What the task asks: Could you reproduce all of the following entries exactly?

Material for this exercise:
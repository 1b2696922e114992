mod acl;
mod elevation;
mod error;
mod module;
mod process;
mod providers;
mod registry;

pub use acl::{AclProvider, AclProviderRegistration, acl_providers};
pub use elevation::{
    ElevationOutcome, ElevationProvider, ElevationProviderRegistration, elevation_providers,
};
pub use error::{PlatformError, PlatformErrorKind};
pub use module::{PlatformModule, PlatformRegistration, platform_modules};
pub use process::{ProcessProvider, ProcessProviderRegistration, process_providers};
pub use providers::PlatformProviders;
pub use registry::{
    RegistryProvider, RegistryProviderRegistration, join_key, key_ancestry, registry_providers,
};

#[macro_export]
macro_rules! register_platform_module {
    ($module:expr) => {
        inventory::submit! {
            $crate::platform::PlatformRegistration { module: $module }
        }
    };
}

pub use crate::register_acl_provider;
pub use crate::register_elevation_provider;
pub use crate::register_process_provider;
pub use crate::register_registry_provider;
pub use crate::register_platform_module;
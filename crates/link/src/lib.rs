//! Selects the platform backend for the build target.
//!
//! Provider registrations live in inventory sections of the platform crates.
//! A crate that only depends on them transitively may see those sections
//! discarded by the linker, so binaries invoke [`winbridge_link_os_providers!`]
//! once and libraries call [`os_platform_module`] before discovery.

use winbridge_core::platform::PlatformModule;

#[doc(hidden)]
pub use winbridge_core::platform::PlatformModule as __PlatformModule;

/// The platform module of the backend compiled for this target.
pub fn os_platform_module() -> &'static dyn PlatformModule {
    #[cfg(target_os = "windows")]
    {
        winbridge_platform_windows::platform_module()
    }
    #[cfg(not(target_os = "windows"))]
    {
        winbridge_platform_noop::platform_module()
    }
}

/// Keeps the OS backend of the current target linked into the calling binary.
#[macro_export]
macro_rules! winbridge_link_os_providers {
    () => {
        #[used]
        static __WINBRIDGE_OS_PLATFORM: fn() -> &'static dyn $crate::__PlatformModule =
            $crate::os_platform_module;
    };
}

Exercise solution:
repository 1b2696922e114992
mod acl;
mod elevation;
mod error;
mod module;
mod process;
mod providers;
mod registry;

pub use acl::{AclProvider, AclProviderRegistration, acl_providers};
pub use elevation::{
    ElevationOutcome, ElevationProvider, ElevationProviderRegistration, elevation_providers,
};
pub use error::{PlatformError, PlatformErrorKind};
pub use module::{PlatformModule, PlatformRegistration, platform_modules};
pub use process::{ProcessProvider, ProcessProviderRegistration, process_providers};
pub use providers::PlatformProviders;
pub use registry::{
    RegistryProvider, RegistryProviderRegistration, join_key, key_ancestry, registry_providers,
};

#[macro_export]
macro_rules! register_platform_module {
    ($module:expr) => {
        inventory::submit! {
            $crate::platform::PlatformRegistration { module: $module }
        }
    };
}

pub use crate::register_acl_provider;
pub use crate::register_elevation_provider;
pub use crate::register_process_provider;
pub use crate::register_registry_provider;
pub use crate::register_platform_module;
filename crates/link/src/lib.rs
//! Selects the platform backend for the build target.
//!
//! Provider registrations live in inventory sections of the platform crates.
//! A crate that only depends on them transitively may see those sections
//! discarded by the linker, so binaries invoke [`winbridge_link_os_providers!`]
//! once and libraries call [`os_platform_module`] before discovery.

use winbridge_core::platform::PlatformModule;

#[doc(hidden)]
pub use winbridge_core::platform::PlatformModule as __PlatformModule;

/// The platform module of the backend compiled for this target.
pub fn os_platform_module() -> &'static dyn PlatformModule {
    #[cfg(target_os = "windows")]
    {
        winbridge_platform_windows::platform_module()
    }
    #[cfg(not(target_os = "windows"))]
    {
        winbridge_platform_noop::platform_module()
    }
}

/// Keeps the OS backend of the current target linked into the calling binary.
#[macro_export]
macro_rules! winbridge_link_os_providers {
    () => {
        #[used]
        static __WINBRIDGE_OS_PLATFORM: fn() -> &'static dyn $crate::__PlatformModule =
            $crate::os_platform_module;
    };
}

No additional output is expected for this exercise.